We have claimed that Jesus is Lord, but functionally live as if Caesar is running the show by our obsession with nation state politics as the most effective answer to our problems.
We believe the next presidential election is the most important in our lifetime forgetting that the previous election was also “the most important,” all the while forgetting that Jesus is Lord.
We have resigned our calling as Christ's ambassadors of reconciliation by taking up the convictions and methods of the nations that Jesus explicitly rejected (Mark 10:35-45); and because of this we do not see the world through the eyes of the crucified Christ, but through the violent coercive power of the world.
In that context we as the church cannot offer the reconciliation of Christ because as David Fitch rightly notes, “[o]ur witness, as a people, to the life, death, and resurrection of Jesus Christ has become tainted with the ugliness of enemy making.” We have failed to heed the words of the great Lesslie Newbigin, “When the Church tries to embody the rule of God in the forms of earthly power it may achieve that power, but it is no longer a sign of the kingdom.”
The work of reconciliation is hard... but it is necessary.
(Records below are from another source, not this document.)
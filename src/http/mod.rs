//! HTTP-facing helpers around the limiter.
//!
//! The limiter itself has no transport interface; these helpers cover the two
//! edges route handlers need: deriving an identifier from proxy headers and
//! turning a [`crate::ratelimit::Decision`] into response headers.

mod headers;
mod identity;

pub use headers::{RateLimitHeaders, REMAINING_HEADER, RESET_HEADER, RETRY_AFTER_HEADER};
pub use identity::{client_identifier, ForwardHeaders, UNKNOWN_CLIENT};
//! Policy configuration loading.

use serde::{Deserialize, Serialize};
use std::collections::HashMap;
use std::path::Path;
use std::sync::Arc;
use std::time::Duration;
use tracing::info;

use crate::error::{FloodgateError, Result};
use crate::ratelimit::{CounterStore, LimiterRegistry, MemoryStore, Policy, RateLimiter};

/// A set of named rate limit policies.
///
/// The default set carries the built-in policies; deployments override or
/// extend it from a YAML file:
///
/// ```yaml
/// policies:
///   api:
///     window_secs: 3600
///     max_requests: 1000
///   download_burst:
///     window_secs: 900
///     max_requests: 3
/// ```
#[derive(Debug, Clone, Serialize, Deserialize)]
pub struct PolicySet {
    /// Map of policy name to its definition
    #[serde(default)]
    pub policies: HashMap<String, PolicyConfig>,
}

/// Definition of a single policy.
#[derive(Debug, Clone, Serialize, Deserialize)]
pub struct PolicyConfig {
    /// Window length in seconds
    pub window_secs: u64,
    /// Maximum requests allowed in one window
    pub max_requests: u32,
    /// Key namespace; defaults to the policy name
    #[serde(default)]
    pub prefix: Option<String>,
}

impl Default for PolicySet {
    fn default() -> Self {
        let mut policies = HashMap::new();
        for (name, policy) in [
            ("api", Policy::general_api()),
            ("query", Policy::query_api()),
            ("download", Policy::download()),
            ("download_burst", Policy::download_burst()),
        ] {
            policies.insert(
                name.to_string(),
                PolicyConfig {
                    window_secs: policy.window().as_secs(),
                    max_requests: policy.max_requests(),
                    prefix: Some(policy.prefix().to_string()),
                },
            );
        }
        Self { policies }
    }
}

impl PolicySet {
    /// Load a policy set from a YAML file.
    pub fn from_file<P: AsRef<Path>>(path: P) -> Result<Self> {
        let path = path.as_ref();
        info!(path = %path.display(), "Loading rate limit policies");

        let contents = std::fs::read_to_string(path)?;
        Self::from_yaml(&contents)
    }

    /// Load a policy set from a YAML string.
    pub fn from_yaml(yaml: &str) -> Result<Self> {
        let set: PolicySet = serde_yaml::from_str(yaml)
            .map_err(|e| FloodgateError::Config(format!("Failed to parse policies: {}", e)))?;
        set.validate()?;
        Ok(set)
    }

    fn validate(&self) -> Result<()> {
        let mut prefixes: HashMap<&str, &str> = HashMap::new();
        for (name, policy) in &self.policies {
            if policy.window_secs == 0 {
                return Err(FloodgateError::Config(format!(
                    "Policy '{}' has a zero-length window",
                    name
                )));
            }
            if policy.max_requests == 0 {
                return Err(FloodgateError::Config(format!(
                    "Policy '{}' allows zero requests",
                    name
                )));
            }
            // Prefixes are what keep policies out of each other's buckets in
            // a shared store; a collision silently merges their counters.
            let prefix = policy.prefix.as_deref().unwrap_or(name);
            if let Some(other) = prefixes.insert(prefix, name) {
                return Err(FloodgateError::Config(format!(
                    "Policies '{}' and '{}' share the key prefix '{}'",
                    other, name, prefix
                )));
            }
        }
        Ok(())
    }

    /// Build one limiter per policy over a fresh in-memory store.
    pub fn build_registry(&self) -> LimiterRegistry {
        self.build_registry_with_store(Arc::new(MemoryStore::new()))
    }

    /// Build one limiter per policy over a caller-provided shared store.
    pub fn build_registry_with_store(&self, store: Arc<dyn CounterStore>) -> LimiterRegistry {
        let mut registry = LimiterRegistry::new();
        for (name, config) in &self.policies {
            let prefix = config.prefix.clone().unwrap_or_else(|| name.clone());
            let policy = Policy::new(
                prefix,
                Duration::from_secs(config.window_secs),
                config.max_requests,
            );
            registry.insert(name.clone(), RateLimiter::with_store(policy, Arc::clone(&store)));
        }
        registry
    }
}

#[cfg(test)]
mod tests {
    use super::*;

    #[test]
    fn test_default_carries_builtin_policies() {
        let set = PolicySet::default();

        assert_eq!(set.policies.len(), 4);
        assert_eq!(set.policies["api"].max_requests, 1000);
        assert_eq!(set.policies["query"].max_requests, 500);
        assert_eq!(set.policies["download"].window_secs, 3600);
        assert_eq!(set.policies["download_burst"].window_secs, 900);
    }

    #[test]
    fn test_parse_policies_from_yaml() {
        let yaml = r#"
policies:
  search:
    window_secs: 60
    max_requests: 20
  upload:
    window_secs: 3600
    max_requests: 5
    prefix: up
"#;
        let set = PolicySet::from_yaml(yaml).unwrap();

        assert_eq!(set.policies.len(), 2);
        assert_eq!(set.policies["search"].max_requests, 20);
        assert_eq!(set.policies["upload"].prefix.as_deref(), Some("up"));
    }

    #[test]
    fn test_invalid_yaml_is_a_config_error() {
        let result = PolicySet::from_yaml("policies: [not, a, map]");
        assert!(matches!(result, Err(FloodgateError::Config(_))));
    }

    #[test]
    fn test_zero_window_is_rejected() {
        let yaml = r#"
policies:
  broken:
    window_secs: 0
    max_requests: 10
"#;
        assert!(matches!(
            PolicySet::from_yaml(yaml),
            Err(FloodgateError::Config(_))
        ));
    }

    #[test]
    fn test_zero_max_requests_is_rejected() {
        let yaml = r#"
policies:
  broken:
    window_secs: 60
    max_requests: 0
"#;
        assert!(matches!(
            PolicySet::from_yaml(yaml),
            Err(FloodgateError::Config(_))
        ));
    }

    #[test]
    fn test_duplicate_prefixes_are_rejected() {
        let yaml = r#"
policies:
  search:
    window_secs: 60
    max_requests: 20
    prefix: s
  suggest:
    window_secs: 60
    max_requests: 10
    prefix: s
"#;
        assert!(matches!(
            PolicySet::from_yaml(yaml),
            Err(FloodgateError::Config(_))
        ));
    }

    #[test]
    fn test_explicit_prefix_colliding_with_a_policy_name_is_rejected() {
        let yaml = r#"
policies:
  search:
    window_secs: 60
    max_requests: 20
  suggest:
    window_secs: 60
    max_requests: 10
    prefix: search
"#;
        assert!(matches!(
            PolicySet::from_yaml(yaml),
            Err(FloodgateError::Config(_))
        ));
    }

    #[test]
    fn test_registry_limiters_share_the_store() {
        let store: Arc<dyn CounterStore> = Arc::new(MemoryStore::new());
        let registry = PolicySet::default().build_registry_with_store(Arc::clone(&store));

        assert_eq!(registry.len(), 4);

        registry.get("api").unwrap().check_limit("1.2.3.4");
        registry.get("query").unwrap().check_limit("1.2.3.4");

        // Same identifier, two policies: two namespaced entries in one store.
        assert_eq!(store.len(), 2);
    }

    #[test]
    fn test_prefix_defaults_to_policy_name() {
        let yaml = r#"
policies:
  search:
    window_secs: 60
    max_requests: 20
"#;
        let registry = PolicySet::from_yaml(yaml).unwrap().build_registry();
        assert_eq!(registry.get("search").unwrap().policy().prefix(), "search");
    }
}
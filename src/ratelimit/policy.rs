//! Rate limit policies and key derivation.

use std::time::Duration;

/// An immutable rate limit policy.
///
/// A policy pairs a fixed time window with a request cap and a key namespace.
/// The namespace prefixes every derived storage key so that policies sharing
/// raw identifiers (an IP address used for both API and download limits, say)
/// never collide in a shared store.
#[derive(Debug, Clone, PartialEq, Eq)]
pub struct Policy {
    /// Key namespace, prepended to every identifier
    prefix: String,
    /// Duration of the fixed window
    window: Duration,
    /// Maximum requests allowed in one window (should be at least 1)
    max_requests: u32,
}

impl Policy {
    /// Create a new policy.
    pub fn new(prefix: impl Into<String>, window: Duration, max_requests: u32) -> Self {
        Self {
            prefix: prefix.into(),
            window,
            max_requests,
        }
    }

    /// General API traffic: 1000 requests per hour.
    pub fn general_api() -> Self {
        Self::new("api", Duration::from_secs(3600), 1000)
    }

    /// Query endpoints: 500 requests per hour.
    pub fn query_api() -> Self {
        Self::new("query", Duration::from_secs(3600), 500)
    }

    /// Downloads per client: 10 per hour.
    pub fn download() -> Self {
        Self::new("download", Duration::from_secs(3600), 10)
    }

    /// Short-window download burst protection: 3 per 15 minutes.
    pub fn download_burst() -> Self {
        Self::new("download_burst", Duration::from_secs(900), 3)
    }

    /// Derive the namespaced storage key for a caller-supplied identifier.
    ///
    /// The identifier's semantic meaning (real client IP, API key, ...) is the
    /// caller's responsibility; any string, including the empty string, simply
    /// forms its own bucket.
    pub fn key_for(&self, identifier: &str) -> String {
        format!("{}:{}", self.prefix, identifier)
    }

    /// The key namespace for this policy.
    pub fn prefix(&self) -> &str {
        &self.prefix
    }

    /// The window duration.
    pub fn window(&self) -> Duration {
        self.window
    }

    /// The window duration in milliseconds, saturating at `i64::MAX`.
    pub fn window_ms(&self) -> i64 {
        i64::try_from(self.window.as_millis()).unwrap_or(i64::MAX)
    }

    /// Maximum requests allowed in one window.
    pub fn max_requests(&self) -> u32 {
        self.max_requests
    }
}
*Christendom, or the Christian world, has several meanings. In a cultural sense, it refers to the worldwide community of Christians, adherents of Christianity. In its historical sense, the term usually refers to the medieval and early modern period, during which the Christian world represented a geopolitical power juxtaposed with both paganism and especially the military threat of the Muslim world. In a contemporary sense, it may simply refer collectively to Christian majority countries or countries in which Christianity dominates or nations in which Christianity is the established religion.